(CNN)With winter on the horizon, it's getting darker earlier each day, and temperatures are slipping.
Seasonal affective disorder could hit particularly hard this year, especially after months of social distancing and limited contact with family or large groups.
"Our emotional winter is coming," said Jaime Blandino, a clinical psychologist and cofounder of Thrive Center for Psychological Health in Decatur, Georgia.
Seasonal affective disorder, also known by its apt acronym, SAD, is a form of depression that some people get for a few months each year, most commonly during the late fall and winter months, as the days shorten. It can linger until the following spring or summer. Although less common, SAD can also appear in the summer months and go away as the season changes.
"I think we can expect a surge in seasonal affective disorder this year," Blandino said. "It's the pandemic, the election and just the cumulative effect of the year."
Seasonal affective disorder
Less hours of sunlight during winter can cause a drop in brain chemicals that regulate mood, such as serotonin, often called the "happy molecule" for its ability to contribute to well-being. We also rely on sunlight to help stimulate production of melatonin, which helps us sleep, according to the American Psychological Association.

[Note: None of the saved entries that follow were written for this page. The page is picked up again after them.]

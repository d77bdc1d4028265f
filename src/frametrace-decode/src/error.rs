use thiserror::Error;

/// Failures raised by the video decoder.
///
/// Variants marked "fatal" propagate to the orchestrator and abort the run;
/// everything else is absorbed inside the decoder per the component's
/// failure semantics (hardware fallback, per-packet skip).
#[derive(Debug, Error)]
pub enum DecodeError {
    #[error("failed to open container {path}: {source}")]
    Open {
        path: String,
        #[source]
        source: ffmpeg_next::Error,
    },

    #[error("no video stream found in {0}")]
    NoVideoStream(String),

    #[error("failed to open codec: {0}")]
    CodecOpen(#[source] ffmpeg_next::Error),

    #[error("failed to build colour-conversion scaler: {0}")]
    Scaler(#[source] ffmpeg_next::Error),

    #[error("seek failed: {0}")]
    Seek(#[source] ffmpeg_next::Error),

    #[error("ffmpeg error: {0}")]
    Ffmpeg(#[from] ffmpeg_next::Error),
}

"Seasonal affective disorder could be worse this year given how much we've relied on the outside as this sort of respite," said Vaile Wright, the APA's senior director of health care innovation.
To receive a SAD diagnosis, individuals need to have episodes of major depression that coincide with a specific seasons for at least two years, according to the National Institute of Mental Health. The condition is more common in women than in men, and affects about 5% of the US population.
It occurs more frequently the farther people live from the equator, including for instance, Alaska, which has darker winters. This disorder is also more common among women and young adults, as well as those with a personal or family history of depression.
"There's also a clinically anecdotal risk factor which is just 'how have you been doing?'" Blandino said, noting that the pandemic has affected the emotional state of many who haven't usually needed to worry about their mental health. "Some people didn't have depression until now."
During the pandemic, people are already carrying a greater emotional load than usual. Although one of the best ways to prevent Covid-19 remains avoiding gatherings, following public health advice comes at a cost to mental health.
"Some of the measures we've had to take to protect ourselves against the coronavirus aren't good for us," she said. "Our modes of resilience may not be applicable anymore."
The new normal means a decline in in-person interaction. Further, many people feel screen fatigue from using video chat technology to keep in touch with friends and families. These factors can drive a palpable sense of loneliness that leaves many vulnerable to SAD this year.
"Of course, you're anxious," Blandino said. "It would be abnormal for you not to be struggling."
How to cope
We're a few weeks into fall in the Northern Hemisphere. Before the mercury truly plunges, now is the time to build a plan that can see you through the dark winter months. Think of it as squirreling away your own mental health acorns from which you can benefit later.
"It's easy to get creative when you're not already in that depressed place," Blandino said.
Build a tool kit: As you brainstorm an approach to staving off SAD, one way to think ahead is to create an idea bank of your favorite ways to do self-care, be it long morning walks or late-night bubble baths. Physically writing them out is a way of getting away from ever-pervasive screens.
"It can be a literal box," Blandino said. "As you think of ideas, write them on a slip of paper and throw them in the box."